In the records below, some lines contain "interfaces"; state the number of such lines and nothing else.

- _Provided material_:
======
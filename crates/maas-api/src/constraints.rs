//! Resolution of labelled allocation constraints.
//!
//! An allocation response carries, next to the machine itself, a
//! `constraints_by_type` document mapping each storage and interface label the
//! caller asked for to the ids that satisfied it:
//!
//! ```json
//! {"constraints_by_type": {"storage": {"root": [23]}, "interfaces": {"eth": [99]}}}
//! ```
//!
//! The ids are resolved against the machine decoded from the same payload.

use std::collections::HashMap;

use maas_core::Error;
use serde_json::{Map, Value};

use crate::models::{BlockDevice, Machine, NetworkInterface};
use crate::Result;

/// Entities that satisfied each labelled constraint of an allocation.
#[derive(Debug, Clone, Default, PartialEq)]
pub struct ConstraintMatches {
    /// Interface label to matching interfaces.
    pub interfaces: HashMap<String, Vec<NetworkInterface>>,
    /// Storage label to matching block devices.
    pub storage: HashMap<String, Vec<BlockDevice>>,
}

/// Parse the `constraints_by_type` section of an allocation response.
///
/// # Errors
///
/// Returns `Error::Decode` when the section is missing or malformed, or when
/// an id does not belong to `machine`.
pub fn parse_constraint_matches(source: &Value, machine: &Machine) -> Result<ConstraintMatches> {
    let by_type = source
        .get("constraints_by_type")
        .ok_or_else(|| Error::Decode("missing constraints_by_type".to_string()))?
        .as_object()
        .ok_or_else(|| Error::Decode("constraints_by_type: expected object".to_string()))?;

    let mut matches = ConstraintMatches::default();

    for (label, ids) in labelled_ids(by_type, "interfaces")? {
        let resolved = ids
            .into_iter()
            .map(|id| {
                machine.interface(id).cloned().ok_or_else(|| {
                    Error::Decode(format!(
                        "constraint match interface {label:?}: {id} does not match an interface for the machine"
                    ))
                })
            })
            .collect::<Result<Vec<_>>>()?;
        matches.interfaces.insert(label, resolved);
    }

    for (label, ids) in labelled_ids(by_type, "storage")? {
        let resolved = ids
            .into_iter()
            .map(|id| {
                machine.block_device(id).cloned().ok_or_else(|| {
                    Error::Decode(format!(
                        "constraint match storage {label:?}: {id} does not match a block device for the machine"
                    ))
                })
            })
            .collect::<Result<Vec<_>>>()?;
        matches.storage.insert(label, resolved);
    }

    Ok(matches)
}

/// Read an optional `label -> [id]` object from `by_type[key]`.
fn labelled_ids(by_type: &Map<String, Value>, key: &str) -> Result<Vec<(String, Vec<i64>)>> {
    let Some(section) = by_type.get(key) else {
        return Ok(Vec::new());
    };
    if section.is_null() {
        return Ok(Vec::new());
    }
    let section = section
        .as_object()
        .ok_or_else(|| Error::Decode(format!("constraints_by_type.{key}: expected object")))?;

    section
        .iter()
        .map(|(label, ids)| -> Result<(String, Vec<i64>)> {
            let ids = ids.as_array().ok_or_else(|| {
                Error::Decode(format!("constraints_by_type.{key}.{label}: expected list"))
            })?;
            let ids = ids
                .iter()
                .map(|value| {
                    as_id(value).ok_or_else(|| {
                        Error::Decode(format!(
                            "constraints_by_type.{key}.{label}: expected id, got {value}"
                        ))
                    })
                })
                .collect::<Result<Vec<_>>>()?;
            Ok((label.clone(), ids))
        })
        .collect()
}

/// Accept integers, integral floats and numeric strings.
#[allow(clippy::cast_possible_truncation)]
fn as_id(value: &Value) -> Option<i64> {
    match value {
        Value::Number(number) => number.as_i64().or_else(|| {
            number
                .as_f64()
                .filter(|f| f.fract() == 0.0 && f.is_finite())
                .map(|f| f as i64)
        }),
        Value::String(text) => text.trim().parse().ok(),
        _ => None,
    }
}
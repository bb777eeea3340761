//! Run-directory discovery and ordering.

use std::path::{Path, PathBuf};

use regex::Regex;
use walkdir::WalkDir;

use crate::Error;

/// Name prefix identifying a run directory.
const RUN_PREFIX: &str = "run-";

/// Pattern extracting the run's numeric sort key from its base name.
const RUN_NUMBER: &str = r"run-(\d+)";

/// Finds the run directories directly under `root`, ordered for output.
///
/// A run directory is any direct child whose base name starts with `run-`.
/// Ordering is ascending by the integer in the first `run-<digits>`
/// occurrence of the base name; directories without such digits sort after
/// all numbered ones, by name among themselves so reruns stay deterministic.
///
/// # Errors
///
/// Returns [`Error::Pattern`] if the built-in sort-key pattern fails to
/// compile (unreachable for the shipped pattern).
pub fn discover(root: &Path) -> Result<Vec<PathBuf>, Error> {
    let number = Regex::new(RUN_NUMBER)?;

    let mut run_dirs: Vec<PathBuf> = WalkDir::new(root)
        .min_depth(1)
        .max_depth(1)
        .into_iter()
        .filter_map(|entry| entry.ok())
        .filter(|entry| entry.file_type().is_dir())
        .map(walkdir::DirEntry::into_path)
        .filter(|path| base_name(path).starts_with(RUN_PREFIX))
        .collect();

    run_dirs.sort_by(|a, b| {
        sort_key(&number, a)
            .cmp(&sort_key(&number, b))
            .then_with(|| base_name(a).cmp(&base_name(b)))
    });

    Ok(run_dirs)
}

/// Numeric sort key of a run directory; effectively infinite when the base
/// name carries no `run-<digits>` occurrence.
fn sort_key(number: &Regex, path: &Path) -> u64 {
    let name = base_name(path);
    number
        .captures(&name)
        .and_then(|caps| caps.get(1))
        .and_then(|digits| digits.as_str().parse().ok())
        .unwrap_or(u64::MAX)
}

fn base_name(path: &Path) -> String {
    path.file_name()
        .map(|name| name.to_string_lossy().into_owned())
        .unwrap_or_default()
}
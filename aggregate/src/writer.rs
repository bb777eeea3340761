//! Aggregation writer: reads each run's report and streams accepted records
//! into the consolidated CSV table.

use std::fs;
use std::io::Write;
use std::path::{Path, PathBuf};

use crate::parse::LineParser;
use crate::record::{Violation, CSV_HEADER};
use crate::Error;

/// Exact name of the per-run report file.
pub const REPORT_FILE: &str = "violation-counts";

/// CSV row terminator.
const ROW_TERMINATOR: &str = "\r\n";

/// Writes the header and one row per accepted violation to `out`.
///
/// Runs without a [`REPORT_FILE`] are skipped silently. Report bytes are
/// decoded permissively: invalid UTF-8 sequences become U+FFFD rather than
/// failing the run. Row order is the given run order, then report line order.
///
/// `out_path` is only used to label write failures.
///
/// # Errors
///
/// Returns [`Error::Read`] when a present report file cannot be read and
/// [`Error::Write`] when `out` rejects a row.
pub fn write_table<W: Write>(
    run_dirs: &[PathBuf],
    parser: &LineParser,
    out: &mut W,
    out_path: &Path,
) -> Result<(), Error> {
    write_row(out, CSV_HEADER, out_path)?;

    for run_dir in run_dirs {
        let report = run_dir.join(REPORT_FILE);
        if !report.is_file() {
            continue;
        }
        let run = run_dir
            .file_name()
            .map(|name| name.to_string_lossy().into_owned())
            .unwrap_or_default();

        let bytes = fs::read(&report).map_err(|source| Error::Read {
            path: report.clone(),
            source,
        })?;
        let text = String::from_utf8_lossy(&bytes);

        for raw in text.lines() {
            let Some(parsed) = parser.parse(raw) else {
                continue;
            };
            let record = Violation {
                run: run.clone(),
                spec: parsed.spec,
                file: parsed.file,
                line: parsed.line,
                count: parsed.count,
            };
            write_row(out, &record.to_csv_row(), out_path)?;
        }
    }

    Ok(())
}

fn write_row<W: Write>(out: &mut W, row: &str, out_path: &Path) -> Result<(), Error> {
    out.write_all(row.as_bytes())
        .and_then(|()| out.write_all(ROW_TERMINATOR.as_bytes()))
        .map_err(|source| Error::Write {
            path: out_path.to_path_buf(),
            source,
        })
}
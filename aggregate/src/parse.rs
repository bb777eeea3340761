//! Report-line parser: primary grammar plus the location-extraction
//! fallback chain.
//!
//! A report line looks like
//!
//! ```text
//! 3 Specification Closeable_MultipleClose has been violated on line \
//! org.apache...ThresholdingOutputStream.close(ThresholdingOutputStream.java:164). Documentation ...
//! ```
//!
//! The spec-name capture is non-greedy and the location capture greedy, so
//! ambiguity is resolved toward the end of the line; the same rule drives the
//! last-occurrence-wins fallback when the location sentence names several
//! `Foo.java:N` frames.

use std::path::Path;

use regex::Regex;

use crate::Error;

/// Primary grammar: `<count> Specification <spec> has been violated on line <location>`.
const GRAMMAR: &str = r"^(\d+)\s+Specification\s+(.*?)\s+has been violated on line\s+(.*)$";

/// Exact-tail location: the sentence ends with `(<file>.java:<line>)`.
const LOCATION_TAIL: &str = r"\(([^()]+\.java):(\d+)\)\s*$";

/// Fallback location: any `<path>.java:<line>` token anywhere in the sentence.
const LOCATION_ANYWHERE: &str = r"([^()\s]+\.java):(\d+)";

/// Everything after this marker is prose and is discarded before location
/// extraction.
const DOC_MARKER: &str = ". Documentation";

/// Fields extracted from one report line, before the owning run is attached.
#[derive(Debug, Clone, PartialEq, Eq)]
pub struct ParsedLine {
    /// Name of the violated specification.
    pub spec: String,
    /// Base name of the offending source file; empty when unknown.
    pub file: String,
    /// 1-based line number; `None` when unknown.
    pub line: Option<u64>,
    /// How many times the violation occurred.
    pub count: u64,
}

/// Compiled line parser. Construct once, apply to every line.
pub struct LineParser {
    grammar: Regex,
    tail: Regex,
    anywhere: Regex,
}

impl LineParser {
    /// Compiles the grammar and location patterns.
    ///
    /// # Errors
    ///
    /// Returns [`Error::Pattern`] if a built-in pattern fails to compile
    /// (unreachable for the shipped patterns).
    pub fn new() -> Result<Self, Error> {
        Ok(Self {
            grammar: Regex::new(GRAMMAR)?,
            tail: Regex::new(LOCATION_TAIL)?,
            anywhere: Regex::new(LOCATION_ANYWHERE)?,
        })
    }

    /// Parses one raw report line.
    ///
    /// Returns `None` for empty lines, lines that do not match the primary
    /// grammar, and counts too large to represent; none of these are errors.
    /// A line whose location cannot be pinned down still yields a record,
    /// with empty `file` and unknown `line`.
    pub fn parse(&self, raw: &str) -> Option<ParsedLine> {
        let line = raw.trim();
        if line.is_empty() {
            return None;
        }

        let caps = self.grammar.captures(line)?;
        let count: u64 = caps.get(1)?.as_str().parse().ok()?;
        let spec = caps.get(2)?.as_str().trim().to_string();

        let location = caps.get(3)?.as_str();
        let location = match location.split_once(DOC_MARKER) {
            Some((before, _)) => before,
            None => location,
        }
        .trim();

        let (file, line_no) = self.extract_location(location);
        Some(ParsedLine {
            spec,
            file,
            line: line_no,
            count,
        })
    }

    /// Pins the violation down to a source file and line, best effort.
    ///
    /// Tried in order, first success wins: the exact parenthesized tail,
    /// then the last `Foo.java:N` occurrence anywhere in the sentence, then
    /// unknown.
    fn extract_location(&self, location: &str) -> (String, Option<u64>) {
        if let Some(caps) = self.tail.captures(location) {
            if let Some(hit) = capture_location(&caps) {
                return hit;
            }
        }

        if let Some(hit) = self
            .anywhere
            .captures_iter(location)
            .filter_map(|caps| capture_location(&caps))
            .last()
        {
            return hit;
        }

        (String::new(), None)
    }
}

/// Pulls `(base name, line)` out of a two-group location capture.
fn capture_location(caps: &regex::Captures<'_>) -> Option<(String, Option<u64>)> {
    let file = caps.get(1)?.as_str();
    let line: u64 = caps.get(2)?.as_str().parse().ok()?;
    Some((base_name(file), Some(line)))
}

/// Strips any directory components, keeping the file's base name.
fn base_name(path: &str) -> String {
    Path::new(path)
        .file_name()
        .map(|name| name.to_string_lossy().into_owned())
        .unwrap_or_else(|| path.to_string())
}
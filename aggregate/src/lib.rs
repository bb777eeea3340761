//! Violation-report aggregation library.
//!
//! External violation checkers (JavaMOP-style runtime monitors) leave one
//! plain-text report per test run, in directories named `run-<n>`. Each report
//! line describes a violated specification together with a repeat count and a
//! free-form location sentence. This crate collects those scattered reports
//! into a single normalized CSV table, one row per violation.
//!
//! # Pipeline
//!
//! 1. [`runs::discover`] — find `run-*` directories under a root, ordered by
//!    their numeric suffix.
//! 2. [`parse::LineParser`] — turn one raw report line into a structured
//!    record, or signal non-match.
//! 3. [`writer::write_table`] — stream accepted records into
//!    `violations_long.csv` with a fixed column header.
//!
//! # Entry Point
//!
//! ```no_run
//! use std::path::Path;
//! use violations_aggregate::aggregate;
//!
//! let out = aggregate(Path::new("results")).expect("aggregation failed");
//! println!("Wrote {}", out.display());
//! ```

#![deny(
    clippy::unwrap_used,
    clippy::expect_used,
    clippy::panic,
    missing_docs,
    clippy::missing_errors_doc
)]

use std::fs::File;
use std::io::{self, BufWriter, Write};
use std::path::{Path, PathBuf};

pub mod parse;
pub mod record;
pub mod runs;
pub mod writer;

pub use record::Violation;

/// Base name of the consolidated output file, created directly under the root.
pub const OUTPUT_FILE: &str = "violations_long.csv";

/// Errors surfaced by the aggregation pipeline.
///
/// Per-line anomalies (unparseable lines, unlocatable files, invalid byte
/// sequences) are not errors; they are absorbed by the parser and the writer.
/// Everything that does reach this enum is fatal for the whole run.
#[derive(Debug, thiserror::Error)]
pub enum Error {
    /// The root argument does not name a directory. Maps to a usage error
    /// (exit status 2) in the client binary.
    #[error("Not a directory: {0}")]
    NotADirectory(PathBuf),

    /// A built-in pattern failed to compile. Unreachable for the shipped
    /// patterns; propagated rather than panicking.
    #[error("invalid pattern: {0}")]
    Pattern(#[from] regex::Error),

    /// A report file could not be read.
    #[error("failed to read {path}: {source}")]
    Read {
        /// Path of the file that failed to read.
        path: PathBuf,
        /// Underlying IO error.
        source: io::Error,
    },

    /// The output file could not be created or written.
    #[error("failed to write {path}: {source}")]
    Write {
        /// Path of the file that failed to write.
        path: PathBuf,
        /// Underlying IO error.
        source: io::Error,
    },
}

/// Aggregates every run's violation report under `root` into
/// `<root>/violations_long.csv`, overwriting any previous output.
///
/// Runs are processed in ascending numeric order (see [`runs::discover`]);
/// within a run, rows follow the report file top to bottom. Runs without a
/// report file are skipped. Returns the path of the written output file.
///
/// # Errors
///
/// Returns [`Error::NotADirectory`] when `root` is not a directory, and
/// [`Error::Read`] / [`Error::Write`] on filesystem failures.
pub fn aggregate(root: &Path) -> Result<PathBuf, Error> {
    if !root.is_dir() {
        return Err(Error::NotADirectory(root.to_path_buf()));
    }

    let run_dirs = runs::discover(root)?;
    let parser = parse::LineParser::new()?;

    let out_path = root.join(OUTPUT_FILE);
    let file = File::create(&out_path).map_err(|source| Error::Write {
        path: out_path.clone(),
        source,
    })?;
    let mut out = BufWriter::new(file);

    writer::write_table(&run_dirs, &parser, &mut out, &out_path)?;

    out.flush().map_err(|source| Error::Write {
        path: out_path.clone(),
        source,
    })?;

    Ok(out_path)
}

#[cfg(test)]
mod tests {
    #![allow(clippy::unwrap_used, clippy::expect_used, clippy::panic)]

    use std::fs;

    use super::*;

    #[test]
    fn rejects_non_directory_root() {
        let dir = tempfile::tempdir().unwrap();
        let file = dir.path().join("not-a-dir");
        fs::write(&file, "x").unwrap();

        match aggregate(&file) {
            Err(Error::NotADirectory(path)) => assert_eq!(path, file),
            other => panic!("expected NotADirectory, got {other:?}"),
        }
    }

    #[test]
    fn end_to_end_single_violation() {
        let dir = tempfile::tempdir().unwrap();
        let run = dir.path().join("run-1");
        fs::create_dir(&run).unwrap();
        fs::write(
            run.join("violation-counts"),
            "3 Specification Closeable_MultipleClose has been violated on line \
             foo.bar(Baz.java:164). Documentation see spec X\n",
        )
        .unwrap();

        let out = aggregate(dir.path()).unwrap();
        assert_eq!(out, dir.path().join("violations_long.csv"));

        let table = fs::read_to_string(&out).unwrap();
        assert_eq!(
            table,
            "run,spec,file,line,count\r\nrun-1,Closeable_MultipleClose,Baz.java,164,3\r\n"
        );
    }

    #[test]
    fn rows_follow_run_order_then_line_order() {
        let dir = tempfile::tempdir().unwrap();
        for (name, body) in [
            ("run-2", "1 Specification B has been violated on line x\n"),
            ("run-10", "1 Specification C has been violated on line x\n"),
            ("run-abc", "1 Specification D has been violated on line x\n"),
            (
                "run-1",
                "1 Specification A1 has been violated on line x\n\
                 2 Specification A2 has been violated on line y\n",
            ),
        ] {
            let run = dir.path().join(name);
            fs::create_dir(&run).unwrap();
            fs::write(run.join("violation-counts"), body).unwrap();
        }

        let out = aggregate(dir.path()).unwrap();
        let table = fs::read_to_string(out).unwrap();
        let specs: Vec<&str> = table
            .lines()
            .skip(1)
            .map(|row| row.split(',').nth(1).unwrap())
            .collect();
        assert_eq!(specs, ["A1", "A2", "B", "C", "D"]);
    }

    #[test]
    fn missing_report_contributes_zero_rows() {
        let dir = tempfile::tempdir().unwrap();
        fs::create_dir(dir.path().join("run-1")).unwrap();
        let run2 = dir.path().join("run-2");
        fs::create_dir(&run2).unwrap();
        fs::write(
            run2.join("violation-counts"),
            "5 Specification Only has been violated on line q\n",
        )
        .unwrap();

        let out = aggregate(dir.path()).unwrap();
        let table = fs::read_to_string(out).unwrap();
        assert_eq!(table.lines().count(), 2);
        assert!(table.contains("run-2,Only"));
    }

    #[test]
    fn reruns_are_byte_identical() {
        let dir = tempfile::tempdir().unwrap();
        let run = dir.path().join("run-7");
        fs::create_dir(&run).unwrap();
        fs::write(
            run.join("violation-counts"),
            "4 Specification Idem has been violated on line a.b(C.java:9)\n",
        )
        .unwrap();

        let first = fs::read(aggregate(dir.path()).unwrap()).unwrap();
        let second = fs::read(aggregate(dir.path()).unwrap()).unwrap();
        assert_eq!(first, second);
    }

    #[test]
    fn output_is_overwritten_not_appended() {
        let dir = tempfile::tempdir().unwrap();
        let run = dir.path().join("run-1");
        fs::create_dir(&run).unwrap();
        fs::write(
            run.join("violation-counts"),
            "1 Specification S has been violated on line x\n",
        )
        .unwrap();

        aggregate(dir.path()).unwrap();
        let out = aggregate(dir.path()).unwrap();
        let table = fs::read_to_string(out).unwrap();
        assert_eq!(table.lines().count(), 2);
    }
}
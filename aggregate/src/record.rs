//! Violation record type and its CSV serialization.

use std::borrow::Cow;

/// Column header of the consolidated table.
pub const CSV_HEADER: &str = "run,spec,file,line,count";

/// One accepted specification violation, ready to serialize.
///
/// Records are transient: constructed per report line and written out
/// immediately, never retained across lines or runs.
#[derive(Debug, Clone, PartialEq, Eq)]
pub struct Violation {
    /// Base name of the owning run directory. Never empty.
    pub run: String,
    /// Name of the violated specification. Never empty.
    pub spec: String,
    /// Base name of the offending source file; empty when location
    /// extraction failed.
    pub file: String,
    /// 1-based line number in `file`; `None` when unknown.
    pub line: Option<u64>,
    /// How many times the violation occurred.
    pub count: u64,
}

impl Violation {
    /// Serializes this record as one CSV data row (no line terminator).
    ///
    /// Unknown `file`/`line` become empty fields; numeric fields are plain
    /// integers and never need quoting.
    pub fn to_csv_row(&self) -> String {
        format!(
            "{},{},{},{},{}",
            csv_field(&self.run),
            csv_field(&self.spec),
            csv_field(&self.file),
            self.line.map(|n| n.to_string()).unwrap_or_default(),
            self.count
        )
    }
}

/// Applies minimal CSV quoting: a field containing a comma, double quote,
/// CR, or LF is wrapped in double quotes with embedded quotes doubled.
pub(crate) fn csv_field(value: &str) -> Cow<'_, str> {
    if !value.contains([',', '"', '\r', '\n']) {
        return Cow::Borrowed(value);
    }
    let mut quoted = String::with_capacity(value.len() + 2);
    quoted.push('"');
    for ch in value.chars() {
        if ch == '"' {
            quoted.push('"');
        }
        quoted.push(ch);
    }
    quoted.push('"');
    Cow::Owned(quoted)
}

#[cfg(test)]
mod tests {
    #![allow(clippy::unwrap_used, clippy::expect_used, clippy::panic)]

    use super::*;

    #[test]
    fn plain_fields_pass_through_unquoted() {
        assert_eq!(csv_field("Closeable_MultipleClose"), "Closeable_MultipleClose");
        assert_eq!(csv_field(""), "");
    }

    #[test]
    fn commas_quotes_and_newlines_trigger_quoting() {
        assert_eq!(csv_field("a,b"), "\"a,b\"");
        assert_eq!(csv_field("say \"hi\""), "\"say \"\"hi\"\"\"");
        assert_eq!(csv_field("two\nlines"), "\"two\nlines\"");
    }

    #[test]
    fn row_with_known_location() {
        let record = Violation {
            run: "run-1".into(),
            spec: "Closeable_MultipleClose".into(),
            file: "Baz.java".into(),
            line: Some(164),
            count: 3,
        };
        assert_eq!(
            record.to_csv_row(),
            "run-1,Closeable_MultipleClose,Baz.java,164,3"
        );
    }

    #[test]
    fn row_with_unknown_location_has_empty_fields() {
        let record = Violation {
            run: "run-2".into(),
            spec: "Iterator_HasNext".into(),
            file: String::new(),
            line: None,
            count: 7,
        };
        assert_eq!(record.to_csv_row(), "run-2,Iterator_HasNext,,,7");
    }

    #[test]
    fn spec_names_with_commas_are_quoted() {
        let record = Violation {
            run: "run-1".into(),
            spec: "Map_Unsync,Collection".into(),
            file: String::new(),
            line: None,
            count: 1,
        };
        assert_eq!(record.to_csv_row(), "run-1,\"Map_Unsync,Collection\",,,1");
    }
}
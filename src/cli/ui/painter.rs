use owo_colors::{OwoColorize, Style};

/// Applies colour and style to terminal text when colour is enabled.
#[derive(Debug, Clone, Copy)]
pub(crate) struct Painter {
    use_colour: bool,
}

impl Painter {
    pub(crate) fn new(use_colour: bool) -> Self {
        Self { use_colour }
    }

    pub(crate) fn heading(&self, text: impl AsRef<str>) -> String {
        self.paint(text.as_ref(), Style::new().bold().cyan())
    }

    pub(crate) fn success(&self, text: impl AsRef<str>) -> String {
        self.paint(text.as_ref(), Style::new().bold().green())
    }

    pub(crate) fn warning(&self, text: impl AsRef<str>) -> String {
        self.paint(text.as_ref(), Style::new().bold().yellow())
    }

    pub(crate) fn muted(&self, text: impl AsRef<str>) -> String {
        self.paint(text.as_ref(), Style::new().dimmed())
    }

    pub(crate) fn value(&self, text: impl AsRef<str>) -> String {
        self.paint(text.as_ref(), Style::new().bold())
    }

    /// Styles addresses and UUIDs.
    pub(crate) fn identifier(&self, text: impl AsRef<str>) -> String {
        self.paint(text.as_ref(), Style::new().magenta())
    }

    fn paint(&self, text: &str, style: Style) -> String {
        if self.use_colour {
            text.style(style).to_string()
        } else {
            text.to_string()
        }
    }
}

#[cfg(test)]
mod tests {
    use pretty_assertions::assert_eq;
    use rstest::rstest;

    use super::*;

    type Paint = fn(&Painter, &'static str) -> String;

    #[rstest]
    #[case::heading(|p: &Painter, t| p.heading(t))]
    #[case::success(|p: &Painter, t| p.success(t))]
    #[case::warning(|p: &Painter, t| p.warning(t))]
    #[case::muted(|p: &Painter, t| p.muted(t))]
    #[case::value(|p: &Painter, t| p.value(t))]
    #[case::identifier(|p: &Painter, t| p.identifier(t))]
    fn colour_is_applied_only_when_enabled(#[case] paint: Paint) {
        assert_eq!("AA:BB", paint(&Painter::new(false), "AA:BB"));

        let styled = paint(&Painter::new(true), "AA:BB");
        assert_ne!("AA:BB", styled);
        assert!(styled.contains("AA:BB"));
    }
}
mod listen_view;
mod painter;
mod scan_view;
mod spinner;
mod table;
mod write_view;

pub(crate) use self::listen_view::{ListenNotificationView, ListenReadyView, ListenSummaryView};
pub(crate) use self::painter::Painter;
pub(crate) use self::scan_view::{ScanEntryView, ScanSummaryView};
pub(crate) use self::spinner::ConnectSpinner;
pub(crate) use self::write_view::WriteReceiptView;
======
- _Finished task_:
5